Strike action by nursery nurses has affected parents across Scotland since their protest began in June 2003.

Local deals have now been done to resolve the pay dispute in more than half of the council areas.

As staff in Edinburgh are balloted on an offer, BBC News Online Scotland examines the problems faced by those attending special needs schools.

Alyson Bathgate and her daughter Kathryn
Alyson Bathgate (left) says Karyn faces a difficult time
Alyson Bathgate believes her 14-year-old daughter is one of those who has been forgotten in the coverage of the nursery nurses dispute.

Karyn has learning difficulties and attends a special needs school in Edinburgh.

But she has been forced to stay at home during the strike and Alyson is angry about the lack of publicity for families facing a similar plight.

The 47-year-old said special needs schools had not been made exempt from the strike, despite the appeals of concerned parents.
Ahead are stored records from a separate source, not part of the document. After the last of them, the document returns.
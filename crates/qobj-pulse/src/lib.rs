//! Pulse-level scheduling model.
//!
//! Pulse programs are trees of [`Schedule`]s whose leaves are
//! [`Instruction`]s, each binding one [`Command`] to one or more
//! [`Channel`]s. Every composition step checks the tree's
//! [`TimeslotCollection`] so no two instructions ever overlap on a channel,
//! and returns a new schedule instead of changing an existing one.
//!
//! # Example
//!
//! ```rust
//! use num_complex::Complex64;
//! use qobj_pulse::{Acquire, Channel, Schedule, SamplePulse};
//!
//! let x90 = SamplePulse::new(vec![Complex64::new(0.5, 0.0); 16]);
//! let meas = Acquire::new(32);
//!
//! let sched = Schedule::named("x90-measure")
//!     .append(x90.to(Channel::Drive(0)))?
//!     .append(meas.to(&[0], &[0], &[])?)?;
//!
//! let times: Vec<u64> = sched.flatten().map(|(t, _)| t).collect();
//! assert_eq!(times, vec![0, 0]);
//! assert_eq!(sched.duration(), 32);
//! # Ok::<(), qobj_pulse::PulseError>(())
//! ```
//!
//! # Components
//!
//! - [`timeslots`]: intervals and the per-channel no-overlap collection
//! - [`command`]: sample pulses, acquisitions, frame changes, persistent
//!   values and snapshots
//! - [`functional`] and [`shapes`]: envelope functions that materialize
//!   sample pulses, clipping out-of-range amplitudes
//! - [`schedule`]: the composite tree and its depth-first flattening
//! - [`cmd_def`]: gate-to-schedule templates with parameter binding

pub mod channel;
pub mod cmd_def;
pub mod command;
pub mod error;
pub mod functional;
pub mod instruction;
pub mod parametric;
pub mod schedule;
pub mod shapes;
pub mod timeslots;

pub use channel::Channel;
pub use cmd_def::CmdDef;
pub use command::{
    Acquire, Command, CommandId, FrameChange, MeasurementOption, PersistentValue, SamplePulse,
    Snapshot,
};
pub use error::{PulseError, PulseResult};
pub use functional::{FunctionalPulse, GeneratedPulse, PulseParams};
pub use instruction::Instruction;
pub use parametric::{Bindings, Parametric};
pub use schedule::{Flatten, Schedule, ScheduleComponent};
pub use timeslots::{Interval, Timeslot, TimeslotCollection};
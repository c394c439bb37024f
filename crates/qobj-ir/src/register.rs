//! Quantum and classical registers, and the bits they own.

use serde::{Deserialize, Serialize};
use std::fmt;

/// A named, fixed-size quantum register.
#[derive(Debug, Clone, PartialEq, Eq, Hash, Serialize, Deserialize)]
pub struct QuantumRegister {
    /// Register name, unique within a circuit.
    pub name: String,
    /// Number of qubits in the register.
    pub size: u32,
}

impl QuantumRegister {
    /// Create a new quantum register.
    pub fn new(name: impl Into<String>, size: u32) -> Self {
        Self {
            name: name.into(),
            size,
        }
    }

    /// The `index`-th qubit of this register.
    ///
    /// No bounds check is done here; circuits reject out-of-range bits
    /// when an operation is appended.
    pub fn get(&self, index: u32) -> Qubit {
        Qubit::new(&self.name, index)
    }

    /// All qubits of the register in index order.
    pub fn qubits(&self) -> impl Iterator<Item = Qubit> + '_ {
        (0..self.size).map(|i| self.get(i))
    }
}

/// A named, fixed-size classical register.
#[derive(Debug, Clone, PartialEq, Eq, Hash, Serialize, Deserialize)]
pub struct ClassicalRegister {
    /// Register name, unique within a circuit.
    pub name: String,
    /// Number of bits in the register.
    pub size: u32,
}

impl ClassicalRegister {
    /// Create a new classical register.
    pub fn new(name: impl Into<String>, size: u32) -> Self {
        Self {
            name: name.into(),
            size,
        }
    }

    /// The `index`-th bit of this register.
    pub fn get(&self, index: u32) -> Clbit {
        Clbit::new(&self.name, index)
    }

    /// All bits of the register in index order.
    pub fn clbits(&self) -> impl Iterator<Item = Clbit> + '_ {
        (0..self.size).map(|i| self.get(i))
    }
}

/// A qubit, identified by its register name and its index in that register.
#[derive(Debug, Clone, PartialEq, Eq, Hash, Serialize, Deserialize)]
pub struct Qubit {
    /// The name of the owning register.
    pub register: String,
    /// The index within the register.
    pub index: u32,
}

impl Qubit {
    /// Create a new qubit reference.
    pub fn new(register: impl Into<String>, index: u32) -> Self {
        Self {
            register: register.into(),
            index,
        }
    }
}

impl fmt::Display for Qubit {
    fn fmt(&self, f: &mut fmt::Formatter<'_>) -> fmt::Result {
        write!(f, "{}[{}]", self.register, self.index)
    }
}

/// A classical bit, identified by its register name and its index in that register.
#[derive(Debug, Clone, PartialEq, Eq, Hash, Serialize, Deserialize)]
pub struct Clbit {
    /// The name of the owning register.
    pub register: String,
    /// The index within the register.
    pub index: u32,
}

impl Clbit {
    /// Create a new classical bit reference.
    pub fn new(register: impl Into<String>, index: u32) -> Self {
        Self {
            register: register.into(),
            index,
        }
    }
}

impl fmt::Display for Clbit {
    fn fmt(&self, f: &mut fmt::Formatter<'_>) -> fmt::Result {
        write!(f, "{}[{}]", self.register, self.index)
    }
}

#[cfg(test)]
mod tests {
    use super::*;

    #[test]
    fn test_qubit_display() {
        let qr = QuantumRegister::new("qr", 2);
        assert_eq!(format!("{}", qr.get(1)), "qr[1]");
    }

    #[test]
    fn test_clbit_display() {
        let cr = ClassicalRegister::new("cr", 3);
        assert_eq!(format!("{}", cr.get(0)), "cr[0]");
    }

    #[test]
    fn test_register_iteration() {
        let qr = QuantumRegister::new("q", 3);
        let bits: Vec<_> = qr.qubits().collect();
        assert_eq!(bits, vec![Qubit::new("q", 0), Qubit::new("q", 1), Qubit::new("q", 2)]);

        let cr = ClassicalRegister::new("c", 0);
        assert_eq!(cr.clbits().count(), 0);
    }
}
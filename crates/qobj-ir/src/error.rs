//! Error types for the IR crate.

use crate::register::{Clbit, Qubit};
use thiserror::Error;

/// Errors that can occur while building or reading a circuit.
#[derive(Debug, Error)]
#[non_exhaustive]
pub enum IrError {
    /// Qubit does not belong to any register of the circuit.
    #[error("Qubit {qubit} not found in circuit{}", format_op_context(.op_name))]
    QubitNotFound {
        /// The qubit that was not found.
        qubit: Qubit,
        /// Optional operation name for context.
        op_name: Option<String>,
    },

    /// Classical bit does not belong to any register of the circuit.
    #[error("Classical bit {clbit} not found in circuit{}", format_op_context(.op_name))]
    ClbitNotFound {
        /// The classical bit that was not found.
        clbit: Clbit,
        /// Optional operation name for context.
        op_name: Option<String>,
    },

    /// A register with this name is not declared in the circuit.
    #[error("Register '{0}' not found in circuit")]
    RegisterNotFound(String),

    /// A register with this name is already declared.
    #[error("Register '{0}' already exists in circuit")]
    DuplicateRegister(String),

    /// Operation requires a different number of qubits.
    #[error("Operation '{op_name}' requires {expected} qubits, got {got}")]
    QubitCountMismatch {
        /// Name of the operation.
        op_name: String,
        /// Expected number of qubits.
        expected: u32,
        /// Actual number of qubits provided.
        got: u32,
    },

    /// Measurement operands are not paired one-to-one.
    #[error("Measure needs as many classical bits as qubits ({qubits} qubits, {clbits} clbits)")]
    MeasureArity {
        /// Number of qubit operands.
        qubits: usize,
        /// Number of classical bit operands.
        clbits: usize,
    },

    /// Unitary matrix has the wrong shape for its operands.
    #[error("Unitary on {num_qubits} qubits must be {dim}x{dim}")]
    MatrixShape {
        /// Number of qubits the unitary acts on.
        num_qubits: u32,
        /// Expected dimension of the square matrix.
        dim: usize,
    },

    /// Parameter is unbound.
    #[error("Parameter '{0}' is unbound")]
    UnboundParameter(String),

    /// Parameter evaluated to a non-finite number.
    #[error("Parameter expression '{0}' does not evaluate to a finite number")]
    NonFiniteParameter(String),
}

/// Helper function to format optional operation context.
#[allow(clippy::ref_option)]
fn format_op_context(op_name: &Option<String>) -> String {
    match op_name {
        Some(name) => format!(" (operation: {name})"),
        None => String::new(),
    }
}

/// Result type for IR operations.
pub type IrResult<T> = Result<T, IrError>;
//! Immutable, conflict-checked schedule trees.

use std::collections::BTreeSet;
use std::slice;
use std::sync::Arc;

use tracing::debug;

use crate::channel::Channel;
use crate::error::{PulseError, PulseResult};
use crate::instruction::Instruction;
use crate::parametric::Bindings;
use crate::timeslots::TimeslotCollection;

/// A node of a schedule tree.
#[derive(Debug, Clone, PartialEq)]
pub enum ScheduleComponent {
    /// A nested schedule.
    Schedule(Arc<Schedule>),
    /// A leaf.
    Instruction(Arc<Instruction>),
}

impl ScheduleComponent {
    /// Occupancy in the frame of the parent, before the child offset.
    fn occupancy(&self) -> TimeslotCollection {
        match self {
            ScheduleComponent::Schedule(s) => s.occupancy.clone(),
            ScheduleComponent::Instruction(i) => i.timeslots().clone(),
        }
    }

    fn channels(&self) -> Vec<Channel> {
        match self {
            ScheduleComponent::Schedule(s) => s.channels(),
            ScheduleComponent::Instruction(i) => i.timeslots().channels().collect(),
        }
    }

    fn bind(&self, bindings: &Bindings) -> PulseResult<Self> {
        Ok(match self {
            ScheduleComponent::Schedule(s) => {
                ScheduleComponent::Schedule(Arc::new(s.bind_parameters(bindings)?))
            }
            ScheduleComponent::Instruction(i) => {
                ScheduleComponent::Instruction(Arc::new(i.bind(bindings)?))
            }
        })
    }
}

impl From<Schedule> for ScheduleComponent {
    fn from(s: Schedule) -> Self {
        ScheduleComponent::Schedule(Arc::new(s))
    }
}

impl From<Arc<Schedule>> for ScheduleComponent {
    fn from(s: Arc<Schedule>) -> Self {
        ScheduleComponent::Schedule(s)
    }
}

impl From<Instruction> for ScheduleComponent {
    fn from(i: Instruction) -> Self {
        ScheduleComponent::Instruction(Arc::new(i))
    }
}

impl From<Arc<Instruction>> for ScheduleComponent {
    fn from(i: Arc<Instruction>) -> Self {
        ScheduleComponent::Instruction(i)
    }
}

/// A composite node: children placed at offsets from `start_time`.
///
/// Composition returns a new schedule and shares children through `Arc`;
/// a schedule is never changed once built. `occupancy` is kept in the
/// parent's frame, so it already includes `start_time`.
#[derive(Debug, Clone, Default, PartialEq)]
pub struct Schedule {
    name: Option<String>,
    start_time: u64,
    children: Vec<(u64, ScheduleComponent)>,
    occupancy: TimeslotCollection,
}

impl Schedule {
    /// An empty, unnamed schedule starting at 0.
    pub fn new() -> Self {
        Self::default()
    }

    /// An empty named schedule starting at 0.
    pub fn named(name: impl Into<String>) -> Self {
        Self {
            name: Some(name.into()),
            ..Self::default()
        }
    }

    /// Schedule name.
    pub fn name(&self) -> Option<&str> {
        self.name.as_deref()
    }

    /// Start time relative to the parent.
    pub fn start_time(&self) -> u64 {
        self.start_time
    }

    /// Latest end of any timeslot, or `start_time` if empty.
    pub fn stop_time(&self) -> u64 {
        self.occupancy.stop_time().unwrap_or(self.start_time)
    }

    /// `stop_time - start_time`.
    pub fn duration(&self) -> u64 {
        self.stop_time().saturating_sub(self.start_time)
    }

    /// Occupied timeslots, in the parent's frame.
    pub fn occupancy(&self) -> &TimeslotCollection {
        &self.occupancy
    }

    /// Children with their offsets from `start_time`.
    pub fn children(&self) -> &[(u64, ScheduleComponent)] {
        &self.children
    }

    /// Channels used anywhere in the tree.
    pub fn channels(&self) -> Vec<Channel> {
        self.occupancy.channels().collect()
    }

    /// Latest end on the given channels, 0 if none is used.
    pub fn ch_stop_time(&self, channels: &[Channel]) -> u64 {
        self.occupancy.ch_stop_time(channels)
    }

    /// Earliest begin on the given channels, 0 if none is used.
    pub fn ch_start_time(&self, channels: &[Channel]) -> u64 {
        self.occupancy.ch_start_time(channels)
    }

    /// Place `component` at `time` after this schedule's start.
    ///
    /// Fails with a conflict if any of its timeslots overlaps one already
    /// held on the same channel.
    pub fn insert(&self, time: u64, component: impl Into<ScheduleComponent>) -> PulseResult<Self> {
        let component = component.into();
        let offset = self
            .start_time
            .checked_add(time)
            .ok_or(PulseError::TimeOverflow {
                time: self.start_time,
                offset: time,
            })?;
        let occupancy = self
            .occupancy
            .merged_shifted(&component.occupancy(), offset)?;

        let mut children = self.children.clone();
        children.push((time, component));
        Ok(Self {
            name: self.name.clone(),
            start_time: self.start_time,
            children,
            occupancy,
        })
    }

    /// Place `component` right after the last use of any channel it occupies.
    pub fn append(&self, component: impl Into<ScheduleComponent>) -> PulseResult<Self> {
        let component = component.into();
        let stop = self.ch_stop_time(&component.channels());
        let time = stop.saturating_sub(self.start_time);
        debug!("Appending schedule component at t={}", time);
        self.insert(time, component)
    }

    /// Merge `other` at this schedule's start.
    pub fn union(&self, other: impl Into<ScheduleComponent>) -> PulseResult<Self> {
        self.insert(0, other)
    }

    /// The same schedule starting `time` later.
    pub fn shifted(&self, time: u64) -> PulseResult<Self> {
        let start_time = self
            .start_time
            .checked_add(time)
            .ok_or(PulseError::TimeOverflow {
                time: self.start_time,
                offset: time,
            })?;
        Ok(Self {
            name: self.name.clone(),
            start_time,
            children: self.children.clone(),
            occupancy: self.occupancy.shifted(time)?,
        })
    }

    /// Leaves with absolute start times, depth first.
    ///
    /// The iterator is lazy; call again to restart.
    pub fn flatten(&self) -> Flatten<'_> {
        Flatten {
            stack: vec![(self.start_time, self.children.iter())],
        }
    }

    /// Collected [`Schedule::flatten`].
    pub fn instructions(&self) -> Vec<(u64, &Instruction)> {
        self.flatten().collect()
    }

    /// Free symbols used by any leaf.
    pub fn parameters(&self) -> BTreeSet<String> {
        self.flatten()
            .flat_map(|(_, inst)| inst.parameters())
            .collect()
    }

    /// Copy of the tree with every free symbol resolved.
    pub fn bind_parameters(&self, bindings: &Bindings) -> PulseResult<Self> {
        let children = self
            .children
            .iter()
            .map(|(offset, child)| Ok((*offset, child.bind(bindings)?)))
            .collect::<PulseResult<Vec<_>>>()?;
        Ok(Self {
            name: self.name.clone(),
            start_time: self.start_time,
            children,
            occupancy: self.occupancy.clone(),
        })
    }
}

/// Depth-first iterator over `(absolute_time, instruction)` pairs.
pub struct Flatten<'a> {
    stack: Vec<(u64, slice::Iter<'a, (u64, ScheduleComponent)>)>,
}

impl<'a> Iterator for Flatten<'a> {
    type Item = (u64, &'a Instruction);

    fn next(&mut self) -> Option<Self::Item> {
        loop {
            let (base, children) = self.stack.last_mut()?;
            let base = *base;
            match children.next() {
                None => {
                    self.stack.pop();
                }
                Some((offset, ScheduleComponent::Instruction(inst))) => {
                    return Some((base + offset, inst.as_ref()));
                }
                Some((offset, ScheduleComponent::Schedule(sched))) => {
                    // Bounded by the checked occupancy whenever the child has leaves.
                    let start = base.saturating_add(*offset).saturating_add(sched.start_time);
                    self.stack.push((start, sched.children.iter()));
                }
            }
        }
    }
}
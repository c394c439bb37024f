//! Error types for Qobj assembly.

use qobj_ir::IrError;
use qobj_pulse::{Channel, PulseError};
use thiserror::Error;

/// Errors raised while lowering programs into a Qobj.
///
/// Assembly is all-or-nothing: any of these aborts the whole batch.
#[derive(Debug, Error)]
#[non_exhaustive]
pub enum AssembleError {
    /// An operand qubit is not part of any declared register.
    #[error("Qubit {qubit} not found in circuit '{circuit}'")]
    QubitNotFound {
        /// The qubit, as `register[index]`.
        qubit: String,
        /// The circuit being assembled.
        circuit: String,
    },

    /// An operand classical bit is not part of any declared register.
    #[error("Classical bit {clbit} not found in circuit '{circuit}'")]
    ClbitNotFound {
        /// The bit, as `register[index]`.
        clbit: String,
        /// The circuit being assembled.
        circuit: String,
    },

    /// A condition names a classical register the circuit does not declare.
    #[error("Classical register '{register}' not found in circuit '{circuit}'")]
    RegisterNotFound {
        /// Register name.
        register: String,
        /// The circuit being assembled.
        circuit: String,
    },

    /// The value cannot be expressed in the wire format.
    #[error("Encoding error: {0}")]
    Encoding(String),

    /// An LO override targets an index the default list does not have.
    #[error("LO frequency override on {channel} is outside the {len} default frequencies")]
    LoOutOfRange {
        /// The overridden channel.
        channel: Channel,
        /// Length of the default list.
        len: usize,
    },

    /// Invalid run or pulse configuration.
    #[error("Invalid configuration: {0}")]
    Config(String),

    /// Error in the pulse model.
    #[error(transparent)]
    Pulse(#[from] PulseError),

    /// Error in the circuit model.
    #[error(transparent)]
    Ir(#[from] IrError),

    /// YAML parsing failure.
    #[error("YAML error: {0}")]
    Yaml(#[from] serde_yaml_ng::Error),

    /// JSON parsing or serialization failure.
    #[error("JSON error: {0}")]
    Json(#[from] serde_json::Error),

    /// Reading a configuration file failed.
    #[error("I/O error: {0}")]
    Io(#[from] std::io::Error),
}

/// Result type for assembly operations.
pub type AssembleResult<T> = Result<T, AssembleError>;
"What people fail to understand is that this strike affects children as old as 17. It's not just three and four-year-olds," she said.

There are eight other pupils in Karyn's class at St Crispin's and 65 in the school.

They have been forced to stay at home as the nursery nurses who help the teachers and classroom assistants have been on the picket line.

Being at home constantly for eight or nine weeks can damage the family unit
Alyson Bathgate
Nursery nurses in Edinburgh are voting on whether to accept a new pay deal and end their strike.

The ballot follows talks earlier this week involving the trade union, Unison, the city council and the arbitration service Acas.

Alyson said: "If the nursery nurses would have asked for our support at the start of the strike we would have been happy to assist them.

"But despite our appeals they have not made special needs schools exempt from the current strike and to be honest us parents are too tired to campaign for them."

Alyson said nursery nurses and Unison did not want to publicise a special needs case because it would cost them public support.

'Makes me mad'

"But the special needs parents are a powerful pressure group and we have been urging the council to do all it can to resolve the strike," she said.

"The lack of publicity makes me mad. Nursery nurses deserve to be paid for the job they do, but I cannot understand how they can stand on the picket line when they know the care my daughter and other children at St Crispin's need.

"Karyn knows that she hasn't been in school regularly but she cannot understand why she is being kept at home.

Nursery nurses on picket line
Nursery nurses say employers have undervalued their work
"I wouldn't really know what is going on with the strike unless I read the newspapers. The school sent us out a letter stating that industrial action meant Karyn could not come to school."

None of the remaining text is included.